A freelancer's life is often feast or famine and these last couple of months have been a blur of overlapping deadlines and assignments, leaving me on the unbalanced side of life. Still, I am grateful, a squirrel gathering the bounty before the bleakness of winter sets in.
I ended the week with a Halloween photo shoot for next year, and as I packed up the last of our set on location, I rushed out the door to go trick or treating only to return home and pack up for yet another photo shoot, one of a personal nature that I'd waited a year to bring to fruition, relying on the cycle of nature, its maturation, then harvest.
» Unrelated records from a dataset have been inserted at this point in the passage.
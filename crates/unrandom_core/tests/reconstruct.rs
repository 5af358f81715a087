//! End-to-end reconstruction scenarios.
//!
//! Each scenario seeds a reference generator, feeds its outputs into a
//! fresh solver until reconstruction, and then requires the solved
//! generator to agree with the source on the full state table and on the
//! next 1024 outputs.

use unrandom_core::{raw_sequence, ReferenceGenerator, Solver, RAW_OUTPUT_OFFSET, STATE_WORDS};

/// Generous per-seed ceiling; the empirical mean is near 120 samples.
const SAMPLE_CEILING: u64 = 100_000;

fn reconstruct_and_check(seed: u32) -> u64 {
    let mut source = ReferenceGenerator::from_seed(seed);
    let mut solver = Solver::new();

    let mut samples = 0u64;
    let solved = loop {
        samples += 1;
        assert!(
            samples <= SAMPLE_CEILING,
            "seed {seed}: no reconstruction after {SAMPLE_CEILING} samples"
        );
        if let Some(solved) = solver.feed(source.advance()) {
            break solved;
        }
    };

    assert_eq!(
        solved, source,
        "seed {seed}: reconstructed table does not match"
    );
    let table: Vec<u32> = solved.table().iter().collect();
    let expected: Vec<u32> = source.table().iter().collect();
    assert_eq!(table, expected);

    let mut source = source;
    let mut solved = solved;
    for i in 0..1024 {
        assert_eq!(
            solved.advance(),
            source.advance(),
            "seed {seed}: outputs diverge at step {i} after reconstruction"
        );
    }

    samples
}

#[test]
fn reconstructs_seed_1() {
    reconstruct_and_check(1);
}

#[test]
fn reconstructs_seed_42() {
    reconstruct_and_check(42);
}

#[test]
fn reconstructs_maximal_park_miller_seed() {
    reconstruct_and_check(i32::MAX as u32);
}

#[test]
fn reconstructs_seed_123456789() {
    reconstruct_and_check(123_456_789);
}

#[test]
fn reconstructs_high_bit_seed() {
    reconstruct_and_check(0xDEAD_BEEF);
}

#[test]
fn reconstruction_sample_counts_stay_bounded() {
    // A small deterministic sweep; the statistical 10k-seed version runs
    // through the CLI `sweep` subcommand.
    let mut state = 0x853C_49E6_u32;
    let mut worst = 0u64;
    for _ in 0..50 {
        state ^= state << 13;
        state ^= state >> 17;
        state ^= state << 5;
        let seed = if state == 0 { 1 } else { state };
        worst = worst.max(reconstruct_and_check(seed));
    }
    assert!(worst < 4000, "worst-case sample count {worst} out of range");
}

#[test]
fn solver_alignment_survives_known_carry_positions() {
    // The parity window must stay aligned with the output window through
    // warm-up and steady state. Misalignment would shift which equations a
    // carry produces and poison the solve; verify against the raw additive
    // sequence that every carry the solver can see corresponds to two odd
    // source words.
    let seed = 0xC0FF_EE11;
    let raw = raw_sequence(seed, RAW_OUTPUT_OFFSET + 2000);
    let outputs: Vec<u32> = raw[RAW_OUTPUT_OFFSET..].iter().map(|s| s >> 1).collect();

    for i in STATE_WORDS..outputs.len() {
        let expected = outputs[i - 3].wrapping_add(outputs[i - 31]) & (u32::MAX >> 1);
        let carried = outputs[i] != expected;
        let sources_odd =
            raw[RAW_OUTPUT_OFFSET + i - 3] & 1 == 1 && raw[RAW_OUTPUT_OFFSET + i - 31] & 1 == 1;
        assert_eq!(carried, sources_odd, "carry misdetected at output {i}");
        if carried {
            assert_eq!(outputs[i], expected.wrapping_add(1) & (u32::MAX >> 1));
        }
    }

    // And the solver itself must reconstruct from this stream.
    let mut solver = Solver::new();
    let mut fed = 0usize;
    let mut solved = None;
    for &v in &outputs {
        fed += 1;
        solved = solver.feed(v);
        if solved.is_some() {
            break;
        }
    }
    let solved = solved.expect("2000 samples should be ample for rank 31");

    // The solved generator sits exactly where a live source would after
    // producing the consumed samples.
    let mut source = ReferenceGenerator::from_seed(seed);
    for _ in 0..fed {
        source.advance();
    }
    assert_eq!(solved, source);
}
Sunday morning I awoke to a brilliant sunrise in sugarcane country, the smoke from the raw sugar mill billowing out over the horizon. The air smelled of fire and cane syrup, the road humming and electric as the big trucks moved back and forth, carrying loads of cut sugarcane. It was exhilarating, a new experience for me, but somehow deeply embedded in my DNA.
My family tree and relationships are complicated and I grew up knowing very little of my father's history until later in life. But when an elderly gentleman in a small cafe in Cajun country asked me if I was a Louisiana Stirling, one of the sugar people, I had a shock of recognition. I may not have known the details, but I have been fascinated with sugar and cane since I was a child.
Looking back through photos of road trips, there are recurring themes of cane fields, the tall stalks blowing in the wind beneath hovering storm clouds, an endless sea of green. I can see the color, even when I photographed them in black and white. I remember, too, as a child begging my stepfather to stop by the side of the road to cut the cane for me. I loved to chew on the thick stalks, extracting the juice. Later, I moved on to a love of rum. I enjoy the taste, but more than that, I love the smell.
There is nothing romantic about the growing and harvesting of cane. It is difficult, back-breaking work that I know nothing of, other than what I've read about. But standing on the edge of a cane field, peering into that sea of green, the air swelling with humidity, it's one of the most peaceful things I know. It's the other side of my conflict between city and country, the New Orleans that was my mother's family, the country that was my father's. It exists in me, that blurring, that longing for the other, the strands of DNA running in opposite directions. I will never fully satisfy that itch, but I've come to love the ache of the unresolved.
Shalagh, it reminds me of that Walt Whitman quote -
"Do I contradict myself? Very well, then I contradict myself, I am large, I contain multitudes."
Posted by: Suzonne | 04 November 2014 at 05:11 AM
I love this story and I love how you describe that blurring.
Posted by: Catherine | 03 November 2014 at 08:18 PM
I love this story. The city and country you. I feel somehow grateful for the insight. On my and your behalf. Lovely.